Smith's contribution that is well known even by many laypeople is called the "law of declining virulence". This is based on his disproved notion that there is a “delicate equilibrium” between host and pathogen and that they develop a "mutually benign relationship" over time. This was at most an educated guess (in other words a hypothesis) and never became a scientific theory, but it became accepted as conventional wisdom and was even called the "law of declining virulence". It has been disproved and replaced by the trade-off model, which explains that each host-pathogen relationship must be considered separately and that there is no general pattern that predicts how each of these relationships will develop, and definitely no inevitability of decreased virulence.

Smith taught at Columbian University (now George Washington University) and established the school's department of bacteriology, the first  at a medical school in the United States. He later worked at Harvard University and the Rockefeller Institute.

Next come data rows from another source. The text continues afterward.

use std::sync::Arc;

use parking_lot::RwLock;
use reqwest::{Client, Url};

use crate::error::TmdbError;

const BASE_URL: &str = "https://api.themoviedb.org/3";

/// Shared API key that can be updated at runtime.
pub type ApiKey = Arc<RwLock<String>>;

pub struct TmdbClient {
    client: Client,
    api_key: ApiKey,
    pub(crate) lang: String,
}

impl TmdbClient {
    /// Create a TmdbClient with a reqwest Client.
    pub fn new(client: Client, api_key: ApiKey) -> Self {
        Self {
            client,
            api_key,
            lang: "en-US".to_string(),
        }
    }

    /// Create a TmdbClient requesting localized fields in `lang`.
    pub fn with_language(client: Client, api_key: ApiKey, lang: impl Into<String>) -> Self {
        Self {
            client,
            api_key,
            lang: lang.into(),
        }
    }

    /// Get the current API key
    pub(crate) fn api_key(&self) -> String {
        self.api_key.read().clone()
    }

    /// Get the HTTP client for making requests.
    pub(crate) fn client(&self) -> &Client {
        &self.client
    }

    /// Build the full request URL, failing before any I/O if it is malformed.
    pub(crate) fn url(&self, path: &str) -> crate::Result<Url> {
        Url::parse(&format!("{}{}", BASE_URL, path))
            .map_err(|e| TmdbError::InvalidRequest(e.to_string()))
    }

    pub(crate) async fn handle_response<T: serde::de::DeserializeOwned>(
        &self,
        response: reqwest::Response,
    ) -> crate::Result<T> {
        let status = response.status();
        let body = response
            .text()
            .await
            .map_err(|_| TmdbError::InvalidResponse)?;
        if !status.is_success() {
            return Err(TmdbError::Server {
                status_code: status.as_u16(),
                message: body,
            });
        }
        let deserializer = &mut serde_json::Deserializer::from_str(&body);
        serde_path_to_error::deserialize(deserializer).map_err(|e| TmdbError::Decode {
            path: e.path().to_string(),
            source: e.into_inner(),
        })
    }
}
//! Fetch use-cases over the TMDB client.
//!
//! This crate is the boundary between the transport layer and the screen
//! coordinators: it exposes the two fetch operations as traits, maps wire
//! pages into [`MoviePage`], and collapses the transport error taxonomy
//! into the single [`ApiError`] the presentation side branches on.

mod adapters;
mod error;
mod models;
mod usecases;

pub use adapters::{TmdbMovies, TmdbSearch};
pub use error::ApiError;
pub use models::MoviePage;
pub use usecases::{MovieUseCases, SearchUseCases};

pub use tmdb::{MovieDetail, MovieSummary};
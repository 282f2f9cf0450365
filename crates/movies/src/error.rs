use thiserror::Error;

/// The single failure shape surfaced past the use-case boundary.
///
/// The transport taxonomy collapses to one case here; callers only branch
/// on success vs. a failure with a human-readable message.
#[derive(Debug, Clone, PartialEq, Eq, Error)]
pub enum ApiError {
    #[error("{0}")]
    Unknown(String),
}

impl From<tmdb::TmdbError> for ApiError {
    fn from(e: tmdb::TmdbError) -> Self {
        ApiError::Unknown(e.to_string())
    }
}

impl ApiError {
    pub fn message(&self) -> &str {
        match self {
            ApiError::Unknown(message) => message,
        }
    }
}

#[cfg(test)]
mod tests {
    use super::*;

    #[test]
    fn test_transport_errors_collapse_to_one_case() {
        let server = tmdb::TmdbError::Server {
            status_code: 503,
            message: "upstream unavailable".to_string(),
        };
        let error = ApiError::from(server);

        let ApiError::Unknown(message) = &error;
        assert!(!message.is_empty());
        assert!(message.contains("503"));
    }

    #[test]
    fn test_invalid_request_keeps_its_message() {
        let invalid = tmdb::TmdbError::InvalidRequest("relative URL".to_string());
        let error = ApiError::from(invalid);
        assert!(error.message().contains("relative URL"));
    }
}
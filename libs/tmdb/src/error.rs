use thiserror::Error;

#[derive(Debug, Error)]
pub enum TmdbError {
    #[error("Invalid request: {0}")]
    InvalidRequest(String),

    #[error("Invalid response from server")]
    InvalidResponse,

    #[error("API error: {status_code} - {message}")]
    Server { status_code: u16, message: String },

    #[error("Failed to decode response at {path}: {source}")]
    Decode {
        path: String,
        source: serde_json::Error,
    },

    #[error("HTTP request failed: {0}")]
    Transport(#[from] reqwest::Error),
}
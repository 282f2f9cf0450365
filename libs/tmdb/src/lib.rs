mod client;
mod error;
mod movie;
mod search;
pub mod models;

pub use client::{ApiKey, TmdbClient};
pub use error::TmdbError;
pub use models::{Genre, MovieDetail, MovieSummary, PaginatedResponse};

pub type Result<T> = std::result::Result<T, TmdbError>;
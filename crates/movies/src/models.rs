use tmdb::{MovieSummary, PaginatedResponse};

/// One fetched result page, as consumed by the screen coordinators.
///
/// Ephemeral: applied to the coordinator state and discarded.
#[derive(Debug, Clone, PartialEq)]
pub struct MoviePage {
    /// Movies in backend ranking order.
    pub movies: Vec<MovieSummary>,
    /// Total page count reported for the query.
    pub total_pages: i64,
}

impl From<PaginatedResponse<MovieSummary>> for MoviePage {
    fn from(response: PaginatedResponse<MovieSummary>) -> Self {
        Self {
            movies: response.results,
            total_pages: response.total_pages,
        }
    }
}

#[cfg(test)]
mod tests {
    use super::*;

    #[test]
    fn test_page_keeps_result_order() {
        let response: PaginatedResponse<MovieSummary> = serde_json::from_str(
            r#"{
                "page": 2,
                "results": [
                    {"id": 3, "title": "C", "original_title": "C", "overview": "",
                     "poster_path": null, "backdrop_path": null, "release_date": null,
                     "vote_average": 1.0, "vote_count": 1, "popularity": 1.0,
                     "genre_ids": [], "original_language": "en"},
                    {"id": 1, "title": "A", "original_title": "A", "overview": "",
                     "poster_path": null, "backdrop_path": null, "release_date": null,
                     "vote_average": 1.0, "vote_count": 1, "popularity": 1.0,
                     "genre_ids": [], "original_language": "en"}
                ],
                "total_pages": 7,
                "total_results": 130
            }"#,
        )
        .unwrap();

        let page = MoviePage::from(response);
        assert_eq!(page.total_pages, 7);
        let ids: Vec<i64> = page.movies.iter().map(|m| m.id).collect();
        assert_eq!(ids, vec![3, 1]);
    }
}
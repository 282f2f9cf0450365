use tokio::sync::mpsc;

use super::messages::{HomeIntent, HomeMessage};

/// Intent-submitting interface to the home coordinator.
///
/// All methods are fire-and-forget: sends never block, and intents are
/// delivered in submission order. Sends after the coordinator has stopped
/// are dropped.
#[derive(Clone)]
pub struct HomeHandle {
    sender: mpsc::UnboundedSender<HomeMessage>,
}

impl HomeHandle {
    pub(super) fn new(sender: mpsc::UnboundedSender<HomeMessage>) -> Self {
        Self { sender }
    }

    /// Load page 1 of the top rated list.
    pub fn load_initial(&self) {
        self.send(HomeIntent::LoadInitial);
    }

    /// Load the next page for the current query.
    pub fn load_more(&self) {
        self.send(HomeIntent::LoadMore);
    }

    /// Search movies by title, starting from page 1.
    pub fn search(&self, query: impl Into<String>) {
        self.send(HomeIntent::Search(query.into()));
    }

    /// Drop the active search and return to the top rated list.
    pub fn clear_search(&self) {
        self.send(HomeIntent::ClearSearch);
    }

    /// Select the movie at `index` in the current list.
    pub fn select(&self, index: usize) {
        self.send(HomeIntent::Select(index));
    }

    fn send(&self, intent: HomeIntent) {
        let _ = self.sender.send(HomeMessage::Intent(intent));
    }
}
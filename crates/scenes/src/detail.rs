mod handle;
mod messages;
mod runner;

pub use handle::DetailHandle;
pub use messages::{DetailEvent, DetailIntent};
use runner::DetailCoordinator;

use std::sync::Arc;

use movies::MovieUseCases;
use tokio::sync::mpsc;

/// Spawn the detail screen coordinator for one movie.
///
/// The detail record is fetched lazily on the first `load` intent and is
/// never shared between coordinators.
pub fn spawn(
    movie_cases: Arc<dyn MovieUseCases>,
    movie_id: i64,
) -> (DetailHandle, mpsc::UnboundedReceiver<DetailEvent>) {
    let (sender, receiver) = mpsc::unbounded_channel();
    let (events, event_stream) = mpsc::unbounded_channel();

    let coordinator =
        DetailCoordinator::new(movie_cases, movie_id, sender.clone(), receiver, events);
    tokio::spawn(coordinator.run());

    (DetailHandle::new(sender), event_stream)
}
//! Various unsorted geometric utilities.

pub use self::isometry_ops::IsometryOps;

mod isometry_ops;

He was a trustee of the Carnegie Institution from 1914 until his death in 1934.

Education 
Smith was born in Albany, New York, the son of Philip Smith and his wife, Theresa Kexel.

He received a Bachelor of Philosophy degree from Cornell University in 1881, followed by an MD from Albany Medical College in 1883. After his graduation from medical school, Smith held a variety of temporary positions which might broadly be considered under the modern heading of "medical laboratory technician". After some prodding by his former professors, Smith secured a new research lab assistant position with the Veterinary Division of the US Department of Agriculture (USDA) in Washington, D.C., beginning his position there in December 1883.

Research 
Smith became the Inspector of the newly created Bureau of Animal Industry (BAI) in 1884. Established by Congress to combat a wide range of animal diseases—from infectious disease of swine to bovine pneumonia, Texas cattle fever to glanders—Smith worked under Daniel E. Salmon, a veterinarian and Chief of the BAI. Smith also discovered the bacterial  type species which would eventually form the genus Salmonella. After two years of work studying the efficacy of bacterial vaccination in pigs, Smith erroneously believed he had found the causative agent of hog cholera.

Smith turned his attention to Texas fever, a debilitating cattle disease; this work is detailed in a chapter in Microbe Hunters, by Paul de Kruif. In 1889, he along with the veterinarian F.L. Kilbourne discovered Babesia bigemina, the tick-borne protozoan parasite responsible for Texas fever. This marked the first time that an arthropod had been definitively linked with the transmission of an infectious disease and presaged the eventual discovery of insects as important vectors in a number of diseases (see Tick-borne disease, Mosquito-borne disease yellow fever, malaria, etc.).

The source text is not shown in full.